Even though SAML is more mature and has more features, for a simple identity-based authentication solution, OIDC is becoming more popular in the space due to the ease of handling JWT tokens when compared to XML documents.

These tokens contain the identity information of the user, and handling them in a secure manner is therefore critical. Since the organisation emphasizes simplicity, security, and functionality for any feature that is developed, adopting the OIDC protocol for their SSO integration would be an obvious choice as it helps setup a simple authentication system using a quick integration.

Firebase Integration Made Easy

The goal of this section is to simplify your SSO integration using Firebase. At a high level, the development team has to:

1. Setup the team’s Firebase account and configure a project.
2. Develop the frontend code base for IDP integrations using Firebase.
3. Develop the backend code base to verify access tokens provided by the IDP.

Setting up a Firebase Project

Firebase has made it really simple for developers to set up an SSO integration project. The steps below show how to complete the setup in no time:

1. Log in to https://console.firebase.google.com/ using your organisation credentials.
2. Create a project and enter the necessary details for the initial setup of the project.
3. Share the API key and authDomain with the front-end team, which will be used for the front-end SDK.
4. Enable the authentication service and add the necessary sign-in providers (e.g., Google).
5. Setup resource location as per compliance requirement, and add a name for the app.
6. Setup API key restrictions for the API key. To do so, follow the below steps:
7. Go to https://console.cloud.google.com/apis/credentials.
8. Choose the API key that was created.
9. Add HTTP referrers as the Firebase app’s auth domain and the organisation’s app domain.
10. Change the application to PROD mode in settings.
11. Add Google APIs as allowed in the identity toolkit ONLY.

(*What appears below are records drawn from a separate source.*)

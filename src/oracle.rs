//! Oracle mode: a three-button menu and a random prediction generator.

use rand::Rng;
use serde::Deserialize;
use thiserror::Error;

#[derive(Debug, Clone, PartialEq, Eq, Error)]
pub enum OracleProblem {
    #[error("oracle menu needs exactly 3 captions, found {0}")]
    MenuSize(usize),
    #[error("oracle menu captions must be distinct ('{0}' repeats)")]
    DuplicateCaption(String),
    #[error("oracle has no prediction subjects")]
    NoSubjects,
    #[error("oracle subject '{0}' has no continuations to choose from")]
    EmptyPool(String),
}

/// One prediction opening plus the continuations reserved for it
#[derive(Debug, Clone, Deserialize)]
pub struct Subject {
    pub opening: String,
    #[serde(default)]
    pub continuations: Vec<String>,
}

/// Builds predictions as `opening + continuation`, where the continuation
/// is drawn uniformly from the general pool joined with the subject's own.
#[derive(Debug, Clone)]
pub struct PredictionGenerator {
    subjects: Vec<Subject>,
    general: Vec<String>,
}

impl PredictionGenerator {
    pub fn new(subjects: Vec<Subject>, general: Vec<String>) -> Result<Self, Vec<OracleProblem>> {
        if subjects.is_empty() {
            return Err(vec![OracleProblem::NoSubjects]);
        }
        let problems: Vec<_> = subjects
            .iter()
            .filter(|s| general.is_empty() && s.continuations.is_empty())
            .map(|s| OracleProblem::EmptyPool(s.opening.clone()))
            .collect();
        if !problems.is_empty() {
            return Err(problems);
        }
        Ok(Self { subjects, general })
    }

    pub fn predict<R: Rng + ?Sized>(&self, rng: &mut R) -> String {
        let subject = &self.subjects[rng.gen_range(0..self.subjects.len())];
        let pool = self.general.len() + subject.continuations.len();
        let pick = rng.gen_range(0..pool);
        let continuation = if pick < self.general.len() {
            &self.general[pick]
        } else {
            &subject.continuations[pick - self.general.len()]
        };
        format!("{}{}", subject.opening, continuation)
    }

    pub fn subjects(&self) -> &[Subject] {
        &self.subjects
    }

    pub fn general(&self) -> &[String] {
        &self.general
    }

    /// Number of distinct (opening, continuation) pairs
    pub fn space_size(&self) -> usize {
        self.subjects
            .iter()
            .map(|s| self.general.len() + s.continuations.len())
            .sum()
    }
}

/// Which oracle button was pressed
#[derive(Debug, Clone, Copy, PartialEq, Eq)]
pub enum OracleChoice {
    Predict,
    Refuse,
    Leave,
}

/// The three oracle captions, in keyboard order
#[derive(Debug, Clone)]
pub struct OracleMenu {
    captions: [String; 3],
}

impl OracleMenu {
    pub fn new(captions: Vec<String>) -> Result<Self, OracleProblem> {
        let captions: [String; 3] = captions
            .try_into()
            .map_err(|v: Vec<String>| OracleProblem::MenuSize(v.len()))?;
        for (i, caption) in captions.iter().enumerate() {
            if captions[..i].contains(caption) {
                return Err(OracleProblem::DuplicateCaption(caption.clone()));
            }
        }
        Ok(Self { captions })
    }

    /// Exact caption lookup; anything else is not a menu tap
    pub fn choice(&self, text: &str) -> Option<OracleChoice> {
        match self.captions.iter().position(|c| c == text)? {
            0 => Some(OracleChoice::Predict),
            1 => Some(OracleChoice::Refuse),
            _ => Some(OracleChoice::Leave),
        }
    }

    pub fn caption(&self, choice: OracleChoice) -> &str {
        match choice {
            OracleChoice::Predict => &self.captions[0],
            OracleChoice::Refuse => &self.captions[1],
            OracleChoice::Leave => &self.captions[2],
        }
    }

    /// One caption per keyboard row
    pub fn keyboard(&self) -> Vec<Vec<String>> {
        self.captions.iter().map(|c| vec![c.clone()]).collect()
    }
}

#[cfg(test)]
mod tests {
    use super::*;
    use rand::rngs::StdRng;
    use rand::SeedableRng;
    use std::collections::HashSet;

    fn subject(opening: &str, continuations: &[&str]) -> Subject {
        Subject {
            opening: opening.to_string(),
            continuations: continuations.iter().map(|s| s.to_string()).collect(),
        }
    }

    fn generator() -> PredictionGenerator {
        PredictionGenerator::new(
            vec![
                subject("You ", &["will sing."]),
                subject("Your cat ", &["will purr.", "will leave."]),
            ],
            vec!["will be fine.".to_string()],
        )
        .unwrap()
    }

    #[test]
    fn test_predictions_stay_in_declared_space() {
        let generator = generator();
        let mut allowed = HashSet::new();
        for s in generator.subjects() {
            for c in generator.general().iter().chain(&s.continuations) {
                allowed.insert(format!("{}{}", s.opening, c));
            }
        }
        assert_eq!(allowed.len(), generator.space_size());

        let mut rng = StdRng::seed_from_u64(7);
        let mut seen = HashSet::new();
        for _ in 0..1000 {
            let prediction = generator.predict(&mut rng);
            assert!(allowed.contains(&prediction), "unexpected {prediction}");
            seen.insert(prediction);
        }
        // Subject-specific continuations never cross subjects
        assert!(!seen.contains("You will purr."));
        assert_eq!(seen.len(), allowed.len());
    }

    #[test]
    fn test_generator_rejects_empty_pools() {
        assert_eq!(
            PredictionGenerator::new(vec![], vec!["x".to_string()]).unwrap_err(),
            vec![OracleProblem::NoSubjects]
        );
        assert_eq!(
            PredictionGenerator::new(vec![subject("Lonely ", &[])], vec![]).unwrap_err(),
            vec![OracleProblem::EmptyPool("Lonely ".to_string())]
        );
        // Subject with no own pool is fine when the general pool has entries
        assert!(PredictionGenerator::new(vec![subject("A ", &[])], vec!["b".to_string()]).is_ok());
    }

    #[test]
    fn test_menu_choice() {
        let menu = OracleMenu::new(vec!["More".into(), "Plague?".into(), "Bye".into()]).unwrap();
        assert_eq!(menu.choice("More"), Some(OracleChoice::Predict));
        assert_eq!(menu.choice("Plague?"), Some(OracleChoice::Refuse));
        assert_eq!(menu.choice("Bye"), Some(OracleChoice::Leave));
        assert_eq!(menu.choice("more"), None);
        assert_eq!(menu.choice("tell me"), None);
        assert_eq!(menu.caption(OracleChoice::Leave), "Bye");
        assert_eq!(menu.keyboard().len(), 3);
    }

    #[test]
    fn test_menu_validation() {
        assert_eq!(
            OracleMenu::new(vec!["a".into(), "b".into()]).unwrap_err(),
            OracleProblem::MenuSize(2)
        );
        assert_eq!(
            OracleMenu::new(vec!["a".into(), "b".into(), "a".into()]).unwrap_err(),
            OracleProblem::DuplicateCaption("a".to_string())
        );
    }
}
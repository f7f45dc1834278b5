//! Extraction programs evaluated against the currently loaded page.
//!
//! A [`Script`] is plain data: it names the program and carries its selectors,
//! so it can be shipped into the page's own JavaScript context or evaluated
//! in-process by [`dom::evaluate`]. Both paths return the same JSON shape,
//! which is decoded here into typed results.

pub mod dom;

use crate::ScrapeError;
use crate::browser::Browser;
use crate::config::Selectors;
use crate::results::{Link, PageRecord};
use serde::Serialize;
use serde_json::Value;

/// An extraction program and its arguments
#[derive(Debug, Clone, PartialEq, Eq, Serialize)]
#[serde(tag = "kind", rename_all = "snake_case")]
pub enum Script {
    /// Navigation-menu links as `[{url, text}]`
    EnumerateLinks { menu_link: String },
    /// Article record as `{content, metadata}` or `null`
    ExtractPage {
        article: String,
        title: String,
        breadcrumb: String,
    },
    /// `[readyState, resourceCount]`, used to detect network idle
    NetworkActivity,
}

impl Script {
    pub fn enumerate_links(selectors: &Selectors) -> Self {
        Script::EnumerateLinks {
            menu_link: selectors.menu_link.clone(),
        }
    }

    pub fn extract_page(selectors: &Selectors) -> Self {
        Script::ExtractPage {
            article: selectors.article.clone(),
            title: selectors.title.clone(),
            breadcrumb: selectors.breadcrumb.clone(),
        }
    }

    /// JavaScript body run by the browser; arguments arrive in `arguments`
    pub fn source(&self) -> &'static str {
        match self {
            Script::EnumerateLinks { .. } => include_str!("scripts/links.js"),
            Script::ExtractPage { .. } => include_str!("scripts/page.js"),
            Script::NetworkActivity => include_str!("scripts/activity.js"),
        }
    }

    /// Positional arguments matching [`Script::source`]
    pub fn args(&self) -> Vec<Value> {
        match self {
            Script::EnumerateLinks { menu_link } => vec![Value::from(menu_link.as_str())],
            Script::ExtractPage {
                article,
                title,
                breadcrumb,
            } => vec![
                Value::from(article.as_str()),
                Value::from(title.as_str()),
                Value::from(breadcrumb.as_str()),
            ],
            Script::NetworkActivity => Vec::new(),
        }
    }
}

/// Lists the documentation links of the loaded page in document order.
///
/// Links with an empty URL or a fragment are dropped even if the evaluating
/// context let them through.
pub async fn enumerate_links<B: Browser>(
    browser: &mut B,
    selectors: &Selectors,
) -> Result<Vec<Link>, ScrapeError> {
    let value = browser.evaluate(&Script::enumerate_links(selectors)).await?;
    decode_links(value)
}

/// Extracts the article record of the loaded page, `None` if it has no
/// article container.
pub async fn extract_page<B: Browser>(
    browser: &mut B,
    selectors: &Selectors,
) -> Result<Option<PageRecord>, ScrapeError> {
    let value = browser.evaluate(&Script::extract_page(selectors)).await?;
    decode_page(value)
}

pub fn decode_links(value: Value) -> Result<Vec<Link>, ScrapeError> {
    // A context without any matches may hand back null rather than []
    if value.is_null() {
        return Ok(Vec::new());
    }
    let mut links: Vec<Link> = serde_json::from_value(value)?;
    links.retain(Link::is_crawlable);
    Ok(links)
}

pub fn decode_page(value: Value) -> Result<Option<PageRecord>, ScrapeError> {
    Ok(serde_json::from_value(value)?)
}
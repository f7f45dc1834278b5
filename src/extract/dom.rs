use crate::ScrapeError;
use crate::extract::Script;
use crate::results::{Link, PageMetadata, PageRecord};
use chrono::{SecondsFormat, Utc};
use scraper::{ElementRef, Html, Selector};
use serde_json::Value;
use url::Url;

/// Parses a CSS selector, keeping the failing selector in the error
pub fn parse_selector(selector: &str) -> Result<Selector, ScrapeError> {
    Selector::parse(selector).map_err(|e| ScrapeError::Selector {
        selector: selector.to_string(),
        message: e.to_string(),
    })
}

/// Evaluates `script` against a rendered page source located at `location`.
///
/// Produces the same JSON the in-page JavaScript program would.
pub fn evaluate(script: &Script, html: &str, location: &Url) -> Result<Value, ScrapeError> {
    let doc = Html::parse_document(html);

    match script {
        Script::EnumerateLinks { menu_link } => {
            let links = enumerate_links(&doc, menu_link, location)?;
            Ok(serde_json::to_value(links)?)
        }
        Script::ExtractPage {
            article,
            title,
            breadcrumb,
        } => {
            let record = extract_page(&doc, article, title, breadcrumb, location)?;
            Ok(serde_json::to_value(record)?)
        }
        // A static document has nothing left in flight
        Script::NetworkActivity => Ok(serde_json::json!(["complete", 0])),
    }
}

fn enumerate_links(doc: &Html, menu_link: &str, location: &Url) -> Result<Vec<Link>, ScrapeError> {
    let selector = parse_selector(menu_link)?;
    let base = document_base(doc, location);

    let links = doc
        .select(&selector)
        .map(|anchor| Link {
            url: resolve_href(&anchor, &base),
            text: text_content(&anchor).trim().to_string(),
        })
        .filter(Link::is_crawlable)
        .collect::<Vec<_>>();

    ::log::debug!("DOM engine found {} menu links", links.len());
    Ok(links)
}

fn extract_page(
    doc: &Html,
    article: &str,
    title: &str,
    breadcrumb: &str,
    location: &Url,
) -> Result<Option<PageRecord>, ScrapeError> {
    let article_selector = parse_selector(article)?;
    let Some(container) = doc.select(&article_selector).next() else {
        return Ok(None);
    };

    let title_selector = parse_selector(title)?;
    let breadcrumb_selector = parse_selector(breadcrumb)?;

    let title = doc
        .select(&title_selector)
        .next()
        .map(|heading| text_content(&heading))
        .unwrap_or_default();

    let breadcrumbs = doc
        .select(&breadcrumb_selector)
        .map(|item| text_content(&item))
        .collect();

    Ok(Some(PageRecord {
        content: container.inner_html(),
        metadata: PageMetadata {
            title,
            url: location.to_string(),
            timestamp: Utc::now().to_rfc3339_opts(SecondsFormat::Millis, true),
            breadcrumbs,
        },
    }))
}

/// Base URL for relative hrefs: `<base href>` if present, else the location
fn document_base(doc: &Html, location: &Url) -> Url {
    let Ok(selector) = Selector::parse("base[href]") else {
        return location.clone();
    };

    doc.select(&selector)
        .next()
        .and_then(|base| base.value().attr("href"))
        .and_then(|href| location.join(href.trim()).ok())
        .unwrap_or_else(|| location.clone())
}

/// Mirrors `HTMLAnchorElement.href`: empty without an attribute, the raw value
/// if it cannot be resolved.
fn resolve_href(anchor: &ElementRef<'_>, base: &Url) -> String {
    match anchor.value().attr("href") {
        None => String::new(),
        Some(href) => base
            .join(href.trim())
            .map(String::from)
            .unwrap_or_else(|_| href.to_string()),
    }
}

fn text_content(element: &ElementRef<'_>) -> String {
    element.text().collect()
}
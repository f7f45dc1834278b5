//! Documentation-site scraper.
//!
//! Drives a headless browser through a WebDriver server, walks the navigation
//! menu of a seed page and writes one JSON record per documentation page.

pub mod browser;
pub mod config;
pub mod crawlers;
pub mod extract;
pub mod filter;
pub mod logging;
pub mod results;
pub mod storage;
pub mod utils;

// Re-export commonly used types for convenience
pub use browser::Browser;
pub use config::ScrapeConfig;
pub use results::{CrawlReport, Link, LinkOutcome, PageMetadata, PageRecord};

use std::path::PathBuf;
use thiserror::Error;

/// Error type for every scraper operation
#[derive(Debug, Error)]
pub enum ScrapeError {
    #[error("Configuration error: {0}")]
    Config(String),

    #[error("IO error at {}: {source}", .path.display())]
    Io {
        path: PathBuf,
        source: std::io::Error,
    },

    #[error("Failed to connect to any WebDriver server (last tried {url}): {message}")]
    Connect { url: String, message: String },

    #[error("Browser command failed: {0}")]
    Browser(#[from] fantoccini::error::CmdError),

    #[error("Navigation to {url} timed out after {secs}s")]
    NavigationTimeout { url: String, secs: u64 },

    #[error("Invalid URL {url}: {source}")]
    Url {
        url: String,
        source: ::url::ParseError,
    },

    #[error("Invalid selector `{selector}`: {message}")]
    Selector { selector: String, message: String },

    #[error("Invalid URL pattern: {0}")]
    Pattern(#[from] regex::Error),

    #[error("JSON error: {0}")]
    Json(#[from] serde_json::Error),
}

/// Runs a full crawl against a real browser: prepares the output directory,
/// launches a WebDriver session and hands it to the crawl driver.
pub async fn run(config: &ScrapeConfig) -> Result<CrawlReport, ScrapeError> {
    config.validate()?;
    crawlers::docs::crawl(config, || browser::webdriver::WebDriverBrowser::launch(config)).await
}
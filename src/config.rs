use crate::ScrapeError;
use crate::filter::LinkFilter;
use serde::{Deserialize, Serialize};
use std::fs::File;
use std::io::Read;
use std::path::{Path, PathBuf};
use std::time::Duration;
use url::Url;

/// Where extraction scripts are evaluated
#[derive(Debug, Clone, Copy, PartialEq, Eq, Default, Serialize, Deserialize)]
#[serde(rename_all = "snake_case")]
pub enum ExtractMode {
    /// Run the JavaScript program inside the page via WebDriver `execute`
    #[default]
    Script,
    /// Pull the rendered page source and evaluate it with the in-process DOM engine
    Source,
}

/// CSS selectors used by the link enumerator and page extractor.
///
/// Defaults match the markup produced by Docusaurus sites.
#[derive(Debug, Clone, PartialEq, Eq, Serialize, Deserialize)]
pub struct Selectors {
    /// Anchors in the navigation menu
    #[serde(default = "default_menu_link")]
    pub menu_link: String,

    /// Top-level article container
    #[serde(default = "default_article")]
    pub article: String,

    /// Page heading used as the record title
    #[serde(default = "default_title")]
    pub title: String,

    /// Breadcrumb list items
    #[serde(default = "default_breadcrumb")]
    pub breadcrumb: String,
}

impl Default for Selectors {
    fn default() -> Self {
        Self {
            menu_link: default_menu_link(),
            article: default_article(),
            title: default_title(),
            breadcrumb: default_breadcrumb(),
        }
    }
}

/// Configuration for a documentation crawl
#[derive(Debug, Clone, Serialize, Deserialize)]
pub struct ScrapeConfig {
    /// Seed page whose navigation menu lists the documentation pages
    #[serde(default = "default_start_url")]
    pub start_url: String,

    /// Directory receiving one JSON file per page
    #[serde(default = "default_out_dir")]
    pub out_dir: PathBuf,

    /// Pause between two page visits, in milliseconds
    #[serde(default = "default_rate_limit_ms")]
    pub rate_limit_ms: u64,

    /// User-agent sent with every navigation
    #[serde(default = "default_user_agent")]
    pub user_agent: String,

    /// URL for the WebDriver instance
    #[serde(default = "default_webdriver_url")]
    pub webdriver_url: String,

    /// Run the browser without a window
    #[serde(default = "default_headless")]
    pub headless: bool,

    #[serde(default)]
    pub extract_mode: ExtractMode,

    /// Quiet period (no new network resources) that counts as network idle
    #[serde(default = "default_network_idle_ms")]
    pub network_idle_ms: u64,

    /// Upper bound for a single navigation; `null` leaves it unbounded
    #[serde(default = "default_navigation_timeout_secs")]
    pub navigation_timeout_secs: Option<u64>,

    #[serde(default)]
    pub selectors: Selectors,

    /// Regex patterns a link URL must match (any of them) to be scraped
    #[serde(default)]
    pub include_patterns: Vec<String>,

    /// Regex patterns excluding a link URL (take precedence over includes)
    #[serde(default)]
    pub exclude_patterns: Vec<String>,
}

impl Default for ScrapeConfig {
    fn default() -> Self {
        Self {
            start_url: default_start_url(),
            out_dir: default_out_dir(),
            rate_limit_ms: default_rate_limit_ms(),
            user_agent: default_user_agent(),
            webdriver_url: default_webdriver_url(),
            headless: default_headless(),
            extract_mode: ExtractMode::default(),
            network_idle_ms: default_network_idle_ms(),
            navigation_timeout_secs: default_navigation_timeout_secs(),
            selectors: Selectors::default(),
            include_patterns: Vec::new(),
            exclude_patterns: Vec::new(),
        }
    }
}

impl ScrapeConfig {
    /// Create a configuration with default values for the given seed URL
    pub fn new(start_url: &str) -> Self {
        Self {
            start_url: start_url.to_string(),
            ..Self::default()
        }
    }

    /// Load configuration from a JSON file
    pub fn from_file<P: AsRef<Path>>(path: P) -> Result<Self, ScrapeError> {
        let path = path.as_ref();
        let io_err = |source| ScrapeError::Io {
            path: path.to_path_buf(),
            source,
        };

        let mut file = File::open(path).map_err(io_err)?;
        let mut contents = String::new();
        file.read_to_string(&mut contents).map_err(io_err)?;

        Self::from_json(&contents)
    }

    /// Load configuration from a JSON string
    pub fn from_json(json: &str) -> Result<Self, ScrapeError> {
        Ok(serde_json::from_str(json)?)
    }

    /// Apply the `WEBDRIVER_URL` environment variable if it is set and non-empty
    pub fn with_env_overrides(mut self) -> Self {
        if let Ok(webdriver_url) = std::env::var("WEBDRIVER_URL") {
            if !webdriver_url.is_empty() {
                self.webdriver_url = webdriver_url;
            }
        }
        self
    }

    /// Checks everything that would otherwise only fail mid-crawl
    pub fn validate(&self) -> Result<(), ScrapeError> {
        Url::parse(&self.start_url).map_err(|source| ScrapeError::Url {
            url: self.start_url.clone(),
            source,
        })?;

        if self.user_agent.trim().is_empty() {
            return Err(ScrapeError::Config("user agent must not be empty".into()));
        }

        for selector in [
            &self.selectors.menu_link,
            &self.selectors.article,
            &self.selectors.title,
            &self.selectors.breadcrumb,
        ] {
            crate::extract::dom::parse_selector(selector)?;
        }

        self.link_filter()?;
        Ok(())
    }

    /// Builds the include/exclude filter applied to enumerated links
    pub fn link_filter(&self) -> Result<LinkFilter, ScrapeError> {
        LinkFilter::new(
            self.include_patterns.as_slice(),
            self.exclude_patterns.as_slice(),
        )
    }

    pub fn rate_limit(&self) -> Duration {
        Duration::from_millis(self.rate_limit_ms)
    }

    pub fn network_idle(&self) -> Duration {
        Duration::from_millis(self.network_idle_ms)
    }

    pub fn navigation_timeout(&self) -> Option<Duration> {
        self.navigation_timeout_secs.map(Duration::from_secs)
    }
}

fn default_start_url() -> String {
    "https://docs.crustdata.com/docs/intro/".to_string()
}

fn default_out_dir() -> PathBuf {
    PathBuf::from("./docs")
}

fn default_rate_limit_ms() -> u64 {
    2000
}

fn default_user_agent() -> String {
    "DocsScraper/1.0 (Research Purpose)".to_string()
}

fn default_webdriver_url() -> String {
    "http://localhost:4444".to_string()
}

fn default_headless() -> bool {
    true
}

fn default_network_idle_ms() -> u64 {
    500
}

fn default_navigation_timeout_secs() -> Option<u64> {
    Some(30)
}

fn default_menu_link() -> String {
    "a.menu__link".to_string()
}

fn default_article() -> String {
    "article".to_string()
}

fn default_title() -> String {
    "h1".to_string()
}

fn default_breadcrumb() -> String {
    "nav.breadcrumbs li".to_string()
}
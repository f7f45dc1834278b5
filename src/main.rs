use clap::Parser;

mod args;
use args::Args;

#[tokio::main]
async fn main() {
    // Initialize logging, info level unless RUST_LOG says otherwise
    if let Err(e) = docs_scraper::logging::init("info") {
        eprintln!("Failed to initialize logging: {}", e);
    }

    let args = Args::parse();

    let config = match args.into_config() {
        Ok(config) => config,
        Err(e) => {
            ::log::error!("Fatal error: {}", e);
            std::process::exit(1);
        }
    };

    println!("Note: scraping requires a WebDriver server (e.g., ChromeDriver).");
    println!(
        "Using {} (set WEBDRIVER_URL or --webdriver-url to change it)",
        config.webdriver_url
    );

    let start_time = std::time::Instant::now();
    match docs_scraper::run(&config).await {
        Ok(report) => {
            for (link, reason) in report.failures() {
                ::log::warn!("Not scraped: {} ({})", link.url, reason);
            }
            println!(
                "Scraped {} of {} pages into {} in {:.2} seconds",
                report.saved(),
                report.outcomes.len(),
                config.out_dir.display(),
                start_time.elapsed().as_secs_f64()
            );
        }
        Err(e) => {
            ::log::error!("Fatal error: {}", e);
            std::process::exit(1);
        }
    }
}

Follow this checklist as well to ensure all the right practices are followed.

Steps for Frontend Integration

After completing the setup process, follow the steps below to complete your front-end integration:

1. Choose one of the available sign-in providers on the Firebase platform that you want to integrate with, each provider has its own unique integration process.
2. Go to Firebase's website and follow the documentation for the provider you've chosen, for example, Google IDP Integration.
3. Once the integration is successful, the application's user interface will allow users to utilise social sign-in providers.
4. The IDPs will return an access token that must be sent to a backend API endpoint for user verification and authentication. This completes the authorization code flow, enabling users to securely access the application.

Steps for Backend Integration

After completing the setup process, follow the steps below to complete your backend integration, which can be done in parallel to the frontend integration:

1. Create a backend endpoint on your server or server-less application to accept the access token sent by the frontend.
2. Create a backend endpoint on your server or server-less application to accept the access token sent by the frontend.
3. Verify the access token using a third-party JWT token library available in the language your server is written in. This list provides a good set of libraries a developer can refer to and experiment with.
4. Additional checks can be done on the token, and further data can be stored in your application database if required, all of which is explained in detail in Firebase’s backend integration document.

In a Nutshell

SSO integration enhances an organisation’s consumer reachability by providing them with a seamless login experience. Moreover, it improves the overall security posture of the platform, provides verified user data, and decreases operational costs and overhead. Navigating the space of SSO integrations is tricky, but by making well-thought-out decisions, you will be able to make the Firebase SSO integration comfortable and swift.